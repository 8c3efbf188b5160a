//! Lazy holder.
//!
//! The one-time initialization is delegated to `std::sync::OnceLock`: the
//! first caller from any thread runs the initializer, callers arriving during
//! construction block until it completes, and every later call is a plain
//! read.  No lock appears in this code.
//!
//! [`define_singleton!`] is the process-wide form: it generates an accessor
//! function whose body owns a function-local `static` holder, so nothing but
//! the accessor can reach the instance.

use std::sync::OnceLock;

use sl_core::{SingletonProvider, Strategy};

/// Provider backed by a `OnceLock` holder.
pub struct Holder<T, F = fn() -> T> {
    cell: OnceLock<T>,
    init: F,
}

impl<T, F: Fn() -> T> Holder<T, F> {
    /// A provider that will build its instance with `init` on first access.
    pub const fn new(init: F) -> Self {
        Self {
            cell: OnceLock::new(),
            init,
        }
    }

    /// Return the instance, running the initializer on the first call.
    pub fn get(&self) -> &T {
        self.cell.get_or_init(|| (self.init)())
    }
}

impl<T, F> SingletonProvider for Holder<T, F>
where
    T: Send + Sync,
    F: Fn() -> T + Sync,
{
    type Shared = T;

    fn get(&self) -> &T {
        Holder::get(self)
    }

    fn strategy(&self) -> Strategy {
        Strategy::Holder
    }

    fn is_initialized(&self) -> bool {
        self.cell.get().is_some()
    }
}

/// Define an accessor function for a lazily-initialised global singleton.
///
/// The instance lives in a function-local `static OnceLock` and is built on
/// the first call.
///
/// # Example
/// ```
/// use sl_strategies::define_singleton;
///
/// struct Registry { data: Vec<String> }
///
/// define_singleton! {
///     /// The process-wide registry.
///     pub fn registry() -> Registry = Registry { data: Vec::new() };
/// }
///
/// assert!(registry().data.is_empty());
/// assert!(std::ptr::eq(registry(), registry()));
/// ```
#[macro_export]
macro_rules! define_singleton {
    ($(#[$attr:meta])* $vis:vis fn $name:ident() -> $ty:ty = $init:expr;) => {
        $(#[$attr])*
        $vis fn $name() -> &'static $ty {
            static HOLDER: ::std::sync::OnceLock<$ty> = ::std::sync::OnceLock::new();
            HOLDER.get_or_init(|| $init)
        }
    };
}
//! Identity of an observed shared instance.

use std::fmt;

/// Identity of a value: the address it lives at.
///
/// Two references to a sized, non-zero-sized `T` yield the same `InstanceId`
/// iff they point at the same allocation.  Providers never free an instance
/// while they are alive, so an address cannot be reused within one trial.
///
/// Zero-sized values carry no identity: every boxed `()` lives at the same
/// dangling address.  The harness refuses to run trials over them.
#[derive(Debug, Clone, Copy, PartialEq, Eq, Hash, PartialOrd, Ord)]
pub struct InstanceId(usize);

impl InstanceId {
    /// Identity of the value behind `value`.
    pub fn of<T>(value: &T) -> Self {
        Self(value as *const T as usize)
    }

    /// Raw address.
    pub fn addr(&self) -> usize {
        self.0
    }
}

impl fmt::Display for InstanceId {
    fn fmt(&self, f: &mut fmt::Formatter<'_>) -> fmt::Result {
        write!(f, "{:#x}", self.0)
    }
}
//! # sl-core
//!
//! Core types, traits, and error definitions for singleton-lab.
//!
//! This crate provides the building blocks shared by the strategy and harness
//! crates: the error hierarchy, the [`Strategy`] catalogue, the
//! [`SingletonProvider`] accessor contract, instance identity, the
//! construction probe used by tests, and the process-wide [`Settings`].

#![warn(missing_docs)]
#![forbid(unsafe_code)]

// ── Public modules ───────────────────────────────────────────────────────────

/// Error types and the `ensure!` / `fail!` macros.
pub mod errors;

/// Identity of an observed instance.
pub mod identity;

/// Construction counter with optional artificial delay.
pub mod probe;

/// The `SingletonProvider` accessor contract.
pub mod provider;

/// Process-wide harness defaults.
pub mod settings;

/// Catalogue of strategies.
pub mod strategy;

// ── Re-exports for convenience ────────────────────────────────────────────────

pub use errors::{Error, Result};
pub use identity::InstanceId;
pub use probe::{ConstructionProbe, ProbeInstance};
pub use provider::SingletonProvider;
pub use settings::{ScopedDefaults, Settings, StressDefaults};
pub use strategy::Strategy;
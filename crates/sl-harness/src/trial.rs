//! One trial: N concurrent callers against one provider.
//!
//! Every caller is spawned first and parked on a start gate; the gate opens
//! once all of them exist, so they hit the accessor as close together as the
//! scheduler allows.  Each caller records the identity it was handed.  If a
//! spawn fails, the callers already parked are released and joined before
//! the error is returned.

use std::collections::BTreeMap;
use std::io;
use std::mem;
use std::sync::atomic::{AtomicBool, Ordering};
use std::thread;

use rand::Rng;
use sl_core::{ensure, fail, Error, InstanceId, Result, SingletonProvider, Strategy};
use tracing::{debug, trace};

/// Identities observed by the callers of one trial.
#[derive(Debug, Clone, PartialEq, Eq)]
pub struct TrialOutcome {
    strategy: Strategy,
    observations: BTreeMap<InstanceId, usize>,
}

impl TrialOutcome {
    /// Strategy of the provider under test.
    pub fn strategy(&self) -> Strategy {
        self.strategy
    }

    /// Number of distinct identities observed.
    pub fn distinct(&self) -> usize {
        self.observations.len()
    }

    /// Total number of calls recorded.
    pub fn calls(&self) -> usize {
        self.observations.values().sum()
    }

    /// How many callers observed each identity.
    pub fn observations(&self) -> &BTreeMap<InstanceId, usize> {
        &self.observations
    }

    /// `true` iff every caller observed the same instance.
    pub fn is_unique(&self) -> bool {
        self.distinct() == 1
    }

    /// `Ok` iff every caller observed the same instance.
    pub fn ensure_unique(&self) -> Result<()> {
        if self.is_unique() {
            Ok(())
        } else {
            Err(Error::Violation {
                strategy: self.strategy,
                expected: 1,
                observed: self.distinct(),
            })
        }
    }
}

/// Call the accessor once from each of `callers` threads released together.
pub fn run_trial<P: SingletonProvider>(provider: &P, callers: usize) -> Result<TrialOutcome> {
    run_trial_jittered(provider, callers, 0)
}

/// As [`run_trial`], with each caller yielding a random `0..=jitter` times
/// after release and before calling.
///
/// Fails with `Error::Precondition` if `P::Shared` is zero-sized: such
/// values share one address and cannot be told apart by [`InstanceId`].
pub fn run_trial_jittered<P: SingletonProvider>(
    provider: &P,
    callers: usize,
    jitter: u32,
) -> Result<TrialOutcome> {
    run_callers(provider, callers, jitter, callers)
}

/// Runs a trial in which at most `spawnable` caller threads can be started;
/// asking for more behaves like the OS refusing a thread.
fn run_callers<P: SingletonProvider>(
    provider: &P,
    callers: usize,
    jitter: u32,
    spawnable: usize,
) -> Result<TrialOutcome> {
    ensure!(callers > 0, "a trial needs at least one caller");
    ensure!(
        mem::size_of::<P::Shared>() > 0,
        "zero-sized shared instances have no identity to compare"
    );
    let strategy = provider.strategy();
    let gate = AtomicBool::new(false);

    let (spawn_error, joined) = thread::scope(|s| {
        let mut handles = Vec::with_capacity(callers);
        let mut spawn_error = None;
        for worker in 0..callers {
            let gate = &gate;
            let spawned = if worker < spawnable {
                thread::Builder::new()
                    .name(format!("caller-{worker}"))
                    .spawn_scoped(s, move || {
                        let spins = if jitter == 0 {
                            0
                        } else {
                            rand::thread_rng().gen_range(0..=jitter)
                        };
                        while !gate.load(Ordering::Acquire) {
                            thread::yield_now();
                        }
                        for _ in 0..spins {
                            thread::yield_now();
                        }
                        provider.observe()
                    })
            } else {
                Err(io::Error::other("caller thread limit reached"))
            };
            match spawned {
                Ok(handle) => handles.push(handle),
                Err(e) => {
                    spawn_error = Some((worker, e));
                    break;
                }
            }
        }
        // Opened and joined on every path: no caller outlives the scope
        // unjoined.
        trace!(spawned = handles.len(), "releasing callers");
        gate.store(true, Ordering::Release);
        let joined: Vec<thread::Result<InstanceId>> =
            handles.into_iter().map(|h| h.join()).collect();
        (spawn_error, joined)
    });

    if let Some((worker, e)) = spawn_error {
        fail!("failed to spawn caller {worker} of {callers}: {e}");
    }
    let mut observations = BTreeMap::new();
    for (worker, result) in joined.into_iter().enumerate() {
        let id = result.map_err(|_| Error::WorkerPanicked { worker })?;
        *observations.entry(id).or_insert(0) += 1;
    }
    debug!(%strategy, callers, distinct = observations.len(), "trial finished");
    Ok(TrialOutcome {
        strategy,
        observations,
    })
}

#[cfg(test)]
mod tests {
    use super::*;
    use sl_core::ConstructionProbe;
    use sl_strategies::{DoubleChecked, EagerField, NaiveLazy};
    use std::sync::atomic::AtomicUsize;
    use std::sync::Arc;
    use std::time::Duration;

    #[test]
    fn zero_callers_rejected() {
        let p = EagerField::new(1_u8);
        assert!(matches!(run_trial(&p, 0), Err(Error::Precondition(_))));
    }

    #[test]
    fn every_call_is_recorded() {
        let p = DoubleChecked::new(|| String::from("shared"));
        let outcome = run_trial(&p, 24).unwrap();
        assert_eq!(outcome.calls(), 24);
        assert!(outcome.is_unique());
        assert!(outcome.ensure_unique().is_ok());
        assert_eq!(outcome.strategy(), Strategy::DoubleChecked);
        let (id, count) = outcome.observations().iter().next().unwrap();
        assert_eq!(*id, InstanceId::of(p.get()));
        assert_eq!(*count, 24);
    }

    #[test]
    fn jitter_keeps_results_correct() {
        let p = DoubleChecked::new(|| 7_u32);
        let outcome = run_trial_jittered(&p, 16, 32).unwrap();
        assert_eq!(outcome.calls(), 16);
        assert!(outcome.is_unique());
    }

    #[test]
    fn zero_sized_instances_rejected() {
        static BUILDS: AtomicUsize = AtomicUsize::new(0);
        let p = NaiveLazy::new(|| {
            BUILDS.fetch_add(1, Ordering::SeqCst);
            std::thread::sleep(Duration::from_millis(50));
        });
        let err = run_trial(&p, 64).unwrap_err();
        assert!(matches!(err, Error::Precondition(_)));
        assert!(err.to_string().contains("zero-sized"));
        // Rejected before any caller ran.
        assert_eq!(BUILDS.load(Ordering::SeqCst), 0);
        assert!(!p.is_initialized());
    }

    #[test]
    fn partial_spawn_joins_started_callers() {
        let probe = Arc::new(ConstructionProbe::new());
        let p = {
            let probe = probe.clone();
            DoubleChecked::new(move || probe.construct())
        };
        let err = run_callers(&p, 8, 0, 3).unwrap_err();
        assert_eq!(
            err,
            Error::Runtime(
                "failed to spawn caller 3 of 8: caller thread limit reached".to_string()
            )
        );
        // The three started callers were released and finished.
        assert_eq!(probe.constructions(), 1);
        assert!(p.is_set());
    }

    struct PanicsOnFirst(AtomicUsize, u64);

    impl SingletonProvider for PanicsOnFirst {
        type Shared = u64;

        fn get(&self) -> &u64 {
            if self.0.fetch_add(1, Ordering::SeqCst) == 0 {
                panic!("first caller fails");
            }
            &self.1
        }

        fn strategy(&self) -> Strategy {
            Strategy::Holder
        }

        fn is_initialized(&self) -> bool {
            true
        }
    }

    #[test]
    fn panicking_caller_in_partial_spawn_does_not_escape_scope() {
        let p = PanicsOnFirst(AtomicUsize::new(0), 9);
        let result = run_callers(&p, 4, 0, 2);
        assert!(matches!(result, Err(Error::Runtime(_))));

        let p = PanicsOnFirst(AtomicUsize::new(0), 9);
        let result = run_callers(&p, 4, 0, 4);
        assert!(matches!(result, Err(Error::WorkerPanicked { .. })));
    }
}
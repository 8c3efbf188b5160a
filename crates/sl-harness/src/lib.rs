//! # sl-harness
//!
//! Concurrent stress harness for singleton providers.
//!
//! A *trial* releases N caller threads together against one provider and
//! records which instance each was handed; it passes iff all N saw the same
//! one.  A *stress run* repeats trials against fresh providers, each wired to
//! a [`ConstructionProbe`](sl_core::ConstructionProbe), and reports how many
//! trials broke the single-instance invariant.
//!
//! ```
//! use std::time::Duration;
//! use sl_harness::{stress, StressConfig};
//! use sl_strategies::DoubleChecked;
//!
//! let config = StressConfig::builder()
//!     .callers(50)
//!     .trials(3)
//!     .construction_delay(Duration::from_millis(5))
//!     .build()
//!     .unwrap();
//! let report = stress(&config, |probe| DoubleChecked::new(move || probe.construct())).unwrap();
//! assert!(report.ensure_no_violations().is_ok());
//! ```

#![warn(missing_docs)]
#![forbid(unsafe_code)]

// ── Modules ───────────────────────────────────────────────────────────────────

/// Stress-run configuration and its builder.
pub mod config;

/// Repeated trials and their aggregate report.
pub mod stress;

/// A single trial of concurrent callers.
pub mod trial;

// ── Convenience re-exports ────────────────────────────────────────────────────

pub use config::{StressConfig, StressConfigBuilder};
pub use stress::{stress, StressReport, TrialSummary};
pub use trial::{run_trial, run_trial_jittered, TrialOutcome};
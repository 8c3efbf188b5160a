//! # singleton-lab
//!
//! Eight ways to hand every caller the same instance, and a harness that
//! hammers them from many threads at once to see which ones keep that
//! promise.
//!
//! This crate is a **façade** that re-exports all public items from the
//! underlying workspace crates. Application code should depend on this
//! crate rather than the individual `sl-*` crates.
//!
//! ## Quick start
//!
//! ```toml
//! [dependencies]
//! singleton-lab = "0.1"
//! ```
//!
//! ```rust
//! use std::time::Duration;
//! use singleton_lab::harness::{stress, StressConfig};
//! use singleton_lab::strategies::{DoubleChecked, NaiveLazy};
//!
//! let config = StressConfig::builder()
//!     .callers(32)
//!     .trials(4)
//!     .construction_delay(Duration::from_millis(5))
//!     .build()
//!     .unwrap();
//!
//! let safe = stress(&config, |probe| DoubleChecked::new(move || probe.construct())).unwrap();
//! assert!(safe.ensure_no_violations().is_ok());
//!
//! // The naive strategy may or may not lose the race here; both are legal.
//! let racy = stress(&config, |probe| NaiveLazy::new(move || probe.construct())).unwrap();
//! assert!(racy.was_lazy());
//! ```

#![warn(missing_docs)]
#![forbid(unsafe_code)]

/// Strategy tags, the provider trait, errors, and process-wide settings.
pub use sl_core as core;

/// The singleton providers.
pub use sl_strategies as strategies;

/// The concurrent stress harness.
pub use sl_harness as harness;
//! Single-threaded behaviour shared by every strategy.
//!
//! Sequential calls must always return the same identity and must never run
//! the initializer a second time, whatever the number of calls.

use std::sync::Arc;

use proptest::prelude::*;
use sl_core::{ConstructionProbe, InstanceId, SingletonProvider, Strategy};
use sl_strategies::{
    DoubleChecked, EagerBlock, EagerField, Enumerated, Holder, NaiveLazy, SynchronizedAccessor,
    SynchronizedBlock,
};

/// Call `provider` `calls` times and return every identity seen.
fn identities<P: SingletonProvider>(provider: &P, calls: usize) -> Vec<InstanceId> {
    (0..calls).map(|_| provider.observe()).collect()
}

fn assert_single<P: SingletonProvider>(provider: &P, probe: &ConstructionProbe, calls: usize) {
    let ids = identities(provider, calls);
    assert!(
        ids.windows(2).all(|w| w[0] == w[1]),
        "{}: identities differ across sequential calls",
        provider.strategy()
    );
    assert_eq!(
        probe.constructions(),
        1,
        "{}: initializer ran more than once",
        provider.strategy()
    );
}

fn probed() -> (Arc<ConstructionProbe>, impl Fn() -> sl_core::ProbeInstance + Sync) {
    let probe = Arc::new(ConstructionProbe::new());
    let init = {
        let probe = probe.clone();
        move || probe.construct()
    };
    (probe, init)
}

#[test]
fn lazy_strategies_start_uninitialized() {
    let (probe, init) = probed();
    let naive = NaiveLazy::new(init);
    assert!(!naive.is_initialized());
    assert_eq!(probe.constructions(), 0);

    let (probe, init) = probed();
    let locked = SynchronizedAccessor::new(init);
    assert!(!locked.is_initialized());
    assert_eq!(probe.constructions(), 0);

    let (probe, init) = probed();
    let block = SynchronizedBlock::new(init);
    assert!(!block.is_initialized());
    assert_eq!(probe.constructions(), 0);

    let (probe, init) = probed();
    let dcl = DoubleChecked::new(init);
    assert!(!dcl.is_initialized());
    assert_eq!(probe.constructions(), 0);

    let (probe, init) = probed();
    let holder = Holder::new(init);
    assert!(!holder.is_initialized());
    assert_eq!(probe.constructions(), 0);

    for provider_strategy in [
        naive.strategy(),
        locked.strategy(),
        block.strategy(),
        dcl.strategy(),
        holder.strategy(),
    ] {
        assert!(provider_strategy.is_lazy());
    }
}

#[test]
fn eager_strategies_are_built_at_setup() {
    let probe = ConstructionProbe::new();
    let field = EagerField::build(|| probe.construct());
    assert_eq!(probe.constructions(), 1);
    assert!(field.is_initialized());

    let probe = ConstructionProbe::new();
    let block = EagerBlock::with_initializer(|| probe.construct());
    assert_eq!(probe.constructions(), 1);
    assert!(block.is_initialized());
}

#[test]
fn enumerated_is_canonical_across_calls() {
    let ids = identities(&Enumerated::Instance, 100);
    assert!(ids.windows(2).all(|w| w[0] == w[1]));
    assert_eq!(Enumerated::Instance.strategy(), Strategy::Enumerated);
    assert!(Enumerated::constructions() <= 1);
}

proptest! {
    #[test]
    fn sequential_calls_share_one_identity(calls in 1usize..256) {
        let (probe, init) = probed();
        assert_single(&NaiveLazy::new(init), &probe, calls);

        let (probe, init) = probed();
        assert_single(&SynchronizedAccessor::new(init), &probe, calls);

        let (probe, init) = probed();
        assert_single(&SynchronizedBlock::new(init), &probe, calls);

        let (probe, init) = probed();
        assert_single(&DoubleChecked::new(init), &probe, calls);

        let (probe, init) = probed();
        assert_single(&Holder::new(init), &probe, calls);

        let probe = ConstructionProbe::new();
        assert_single(&EagerField::build(|| probe.construct()), &probe, calls);

        let probe = ConstructionProbe::new();
        assert_single(&EagerBlock::with_initializer(|| probe.construct()), &probe, calls);
    }
}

**Problem statement:** Set down the lines of the records exactly, from the first one through the line containing "use std::fmt;", and add nothing else.

**Response area:**
repository 8c3efbf188b5160a
//! Lazy holder.
//!
//! The one-time initialization is delegated to `std::sync::OnceLock`: the
//! first caller from any thread runs the initializer, callers arriving during
//! construction block until it completes, and every later call is a plain
//! read.  No lock appears in this code.
//!
//! [`define_singleton!`] is the process-wide form: it generates an accessor
//! function whose body owns a function-local `static` holder, so nothing but
//! the accessor can reach the instance.

use std::sync::OnceLock;

use sl_core::{SingletonProvider, Strategy};

/// Provider backed by a `OnceLock` holder.
pub struct Holder<T, F = fn() -> T> {
    cell: OnceLock<T>,
    init: F,
}

impl<T, F: Fn() -> T> Holder<T, F> {
    /// A provider that will build its instance with `init` on first access.
    pub const fn new(init: F) -> Self {
        Self {
            cell: OnceLock::new(),
            init,
        }
    }

    /// Return the instance, running the initializer on the first call.
    pub fn get(&self) -> &T {
        self.cell.get_or_init(|| (self.init)())
    }
}

impl<T, F> SingletonProvider for Holder<T, F>
where
    T: Send + Sync,
    F: Fn() -> T + Sync,
{
    type Shared = T;

    fn get(&self) -> &T {
        Holder::get(self)
    }

    fn strategy(&self) -> Strategy {
        Strategy::Holder
    }

    fn is_initialized(&self) -> bool {
        self.cell.get().is_some()
    }
}

/// Define an accessor function for a lazily-initialised global singleton.
///
/// The instance lives in a function-local `static OnceLock` and is built on
/// the first call.
///
/// # Example
/// ```
/// use sl_strategies::define_singleton;
///
/// struct Registry { data: Vec<String> }
///
/// define_singleton! {
///     /// The process-wide registry.
///     pub fn registry() -> Registry = Registry { data: Vec::new() };
/// }
///
/// assert!(registry().data.is_empty());
/// assert!(std::ptr::eq(registry(), registry()));
/// ```
#[macro_export]
macro_rules! define_singleton {
    ($(#[$attr:meta])* $vis:vis fn $name:ident() -> $ty:ty = $init:expr;) => {
        $(#[$attr])*
        $vis fn $name() -> &'static $ty {
            static HOLDER: ::std::sync::OnceLock<$ty> = ::std::sync::OnceLock::new();
            HOLDER.get_or_init(|| $init)
        }
    };
}
//! Identity of an observed shared instance.

use std::fmt;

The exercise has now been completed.